Data shown:
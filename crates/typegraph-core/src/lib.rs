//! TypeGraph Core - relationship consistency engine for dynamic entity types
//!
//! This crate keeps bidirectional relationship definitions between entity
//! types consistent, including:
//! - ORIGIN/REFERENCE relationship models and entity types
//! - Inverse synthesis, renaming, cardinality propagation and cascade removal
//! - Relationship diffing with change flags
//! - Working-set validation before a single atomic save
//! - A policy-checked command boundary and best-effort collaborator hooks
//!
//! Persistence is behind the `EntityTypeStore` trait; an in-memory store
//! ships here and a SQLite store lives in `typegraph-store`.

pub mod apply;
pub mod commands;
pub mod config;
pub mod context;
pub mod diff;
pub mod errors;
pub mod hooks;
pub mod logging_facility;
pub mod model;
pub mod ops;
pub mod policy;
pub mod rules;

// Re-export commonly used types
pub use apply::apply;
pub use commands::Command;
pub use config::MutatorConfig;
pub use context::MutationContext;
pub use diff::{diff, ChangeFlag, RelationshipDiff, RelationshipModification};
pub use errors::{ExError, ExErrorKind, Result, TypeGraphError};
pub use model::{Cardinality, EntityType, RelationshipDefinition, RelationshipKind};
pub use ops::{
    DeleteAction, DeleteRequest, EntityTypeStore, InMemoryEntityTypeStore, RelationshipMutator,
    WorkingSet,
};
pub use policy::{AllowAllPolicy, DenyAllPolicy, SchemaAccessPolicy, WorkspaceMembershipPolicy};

==

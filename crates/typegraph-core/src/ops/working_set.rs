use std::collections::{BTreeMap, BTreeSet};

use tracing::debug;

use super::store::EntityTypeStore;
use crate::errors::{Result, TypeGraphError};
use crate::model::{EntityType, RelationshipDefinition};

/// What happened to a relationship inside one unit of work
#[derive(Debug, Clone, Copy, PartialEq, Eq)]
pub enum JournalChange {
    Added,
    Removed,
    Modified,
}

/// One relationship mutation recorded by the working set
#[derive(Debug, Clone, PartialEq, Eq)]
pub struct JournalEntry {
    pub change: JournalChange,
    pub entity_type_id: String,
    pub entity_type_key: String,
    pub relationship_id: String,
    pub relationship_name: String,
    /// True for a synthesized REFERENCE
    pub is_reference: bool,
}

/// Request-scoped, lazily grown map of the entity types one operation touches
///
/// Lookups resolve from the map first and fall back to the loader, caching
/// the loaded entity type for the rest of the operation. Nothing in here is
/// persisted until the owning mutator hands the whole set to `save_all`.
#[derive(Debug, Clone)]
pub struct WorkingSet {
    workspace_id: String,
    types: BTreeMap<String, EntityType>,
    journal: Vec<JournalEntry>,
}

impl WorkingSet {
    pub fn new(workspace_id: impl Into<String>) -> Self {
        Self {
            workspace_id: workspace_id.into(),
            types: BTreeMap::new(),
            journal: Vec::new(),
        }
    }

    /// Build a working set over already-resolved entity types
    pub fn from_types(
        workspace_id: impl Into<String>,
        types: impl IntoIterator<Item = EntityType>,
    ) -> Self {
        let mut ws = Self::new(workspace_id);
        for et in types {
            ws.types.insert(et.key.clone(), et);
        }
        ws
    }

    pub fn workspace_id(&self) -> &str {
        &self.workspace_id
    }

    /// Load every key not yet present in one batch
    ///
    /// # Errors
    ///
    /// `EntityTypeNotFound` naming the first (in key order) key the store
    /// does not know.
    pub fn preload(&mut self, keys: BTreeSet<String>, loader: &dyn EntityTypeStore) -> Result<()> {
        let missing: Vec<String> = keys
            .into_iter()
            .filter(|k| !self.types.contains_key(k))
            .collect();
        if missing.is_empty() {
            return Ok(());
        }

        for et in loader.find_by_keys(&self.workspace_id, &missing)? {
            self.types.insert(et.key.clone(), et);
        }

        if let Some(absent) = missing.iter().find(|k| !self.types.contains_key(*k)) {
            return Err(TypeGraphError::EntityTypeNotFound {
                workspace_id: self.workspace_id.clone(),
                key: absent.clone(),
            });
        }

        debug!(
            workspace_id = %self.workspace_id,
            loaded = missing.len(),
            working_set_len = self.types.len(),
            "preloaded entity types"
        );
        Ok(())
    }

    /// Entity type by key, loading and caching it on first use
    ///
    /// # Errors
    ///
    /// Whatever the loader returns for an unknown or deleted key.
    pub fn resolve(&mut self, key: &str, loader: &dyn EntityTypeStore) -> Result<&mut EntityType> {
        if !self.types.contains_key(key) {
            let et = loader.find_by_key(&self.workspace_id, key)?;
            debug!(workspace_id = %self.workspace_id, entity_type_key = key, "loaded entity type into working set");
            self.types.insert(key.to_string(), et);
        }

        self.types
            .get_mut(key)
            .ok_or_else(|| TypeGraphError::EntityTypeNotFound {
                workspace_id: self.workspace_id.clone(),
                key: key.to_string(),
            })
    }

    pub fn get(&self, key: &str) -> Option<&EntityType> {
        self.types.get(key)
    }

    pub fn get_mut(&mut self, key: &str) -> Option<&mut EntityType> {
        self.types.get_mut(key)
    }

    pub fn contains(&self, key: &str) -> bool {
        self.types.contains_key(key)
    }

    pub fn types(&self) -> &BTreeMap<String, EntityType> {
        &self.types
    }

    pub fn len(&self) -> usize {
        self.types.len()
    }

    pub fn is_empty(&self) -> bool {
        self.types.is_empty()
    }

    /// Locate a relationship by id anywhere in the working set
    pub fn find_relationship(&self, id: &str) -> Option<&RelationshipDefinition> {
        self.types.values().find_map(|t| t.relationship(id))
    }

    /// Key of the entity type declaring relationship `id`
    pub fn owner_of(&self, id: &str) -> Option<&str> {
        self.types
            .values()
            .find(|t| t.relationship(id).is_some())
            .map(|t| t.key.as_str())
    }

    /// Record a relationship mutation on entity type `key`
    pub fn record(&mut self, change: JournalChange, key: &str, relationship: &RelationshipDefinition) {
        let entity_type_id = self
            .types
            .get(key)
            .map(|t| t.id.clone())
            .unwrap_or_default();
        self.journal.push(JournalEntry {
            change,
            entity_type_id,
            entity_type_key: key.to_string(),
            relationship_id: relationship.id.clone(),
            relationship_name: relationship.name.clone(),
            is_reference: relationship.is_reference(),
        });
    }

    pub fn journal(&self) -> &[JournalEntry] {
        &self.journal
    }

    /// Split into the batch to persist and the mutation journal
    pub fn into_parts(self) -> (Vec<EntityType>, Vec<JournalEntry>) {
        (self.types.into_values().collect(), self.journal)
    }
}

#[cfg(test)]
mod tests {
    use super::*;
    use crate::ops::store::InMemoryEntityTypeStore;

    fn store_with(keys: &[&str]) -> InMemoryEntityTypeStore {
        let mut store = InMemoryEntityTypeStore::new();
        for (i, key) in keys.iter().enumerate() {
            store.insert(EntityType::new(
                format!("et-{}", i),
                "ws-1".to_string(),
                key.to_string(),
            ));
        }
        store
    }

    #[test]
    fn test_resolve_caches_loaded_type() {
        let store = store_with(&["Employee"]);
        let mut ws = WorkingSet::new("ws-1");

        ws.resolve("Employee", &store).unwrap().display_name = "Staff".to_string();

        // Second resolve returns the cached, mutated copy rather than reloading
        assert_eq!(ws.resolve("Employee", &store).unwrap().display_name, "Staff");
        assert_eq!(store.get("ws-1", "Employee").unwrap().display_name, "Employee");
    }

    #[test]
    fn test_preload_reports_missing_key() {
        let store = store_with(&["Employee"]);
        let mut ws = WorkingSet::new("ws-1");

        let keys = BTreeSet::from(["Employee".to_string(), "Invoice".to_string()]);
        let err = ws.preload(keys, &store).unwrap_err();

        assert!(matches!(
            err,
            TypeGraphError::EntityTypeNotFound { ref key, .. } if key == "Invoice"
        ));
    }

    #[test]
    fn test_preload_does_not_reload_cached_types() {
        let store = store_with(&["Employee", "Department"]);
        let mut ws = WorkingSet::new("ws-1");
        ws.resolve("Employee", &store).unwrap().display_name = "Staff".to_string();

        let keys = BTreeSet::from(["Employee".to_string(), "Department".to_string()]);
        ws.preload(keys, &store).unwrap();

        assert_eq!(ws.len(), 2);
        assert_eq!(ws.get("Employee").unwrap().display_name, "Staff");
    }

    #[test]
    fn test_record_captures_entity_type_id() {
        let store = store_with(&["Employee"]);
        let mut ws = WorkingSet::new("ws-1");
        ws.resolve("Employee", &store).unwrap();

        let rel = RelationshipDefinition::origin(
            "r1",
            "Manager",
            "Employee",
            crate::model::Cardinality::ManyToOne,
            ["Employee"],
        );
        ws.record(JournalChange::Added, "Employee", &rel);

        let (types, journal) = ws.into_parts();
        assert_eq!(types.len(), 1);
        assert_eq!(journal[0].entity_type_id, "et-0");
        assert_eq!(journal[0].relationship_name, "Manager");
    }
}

Task description: Among the lines of the material above, count those that include "Staff" and report that number alone.

Response to this exercise: 4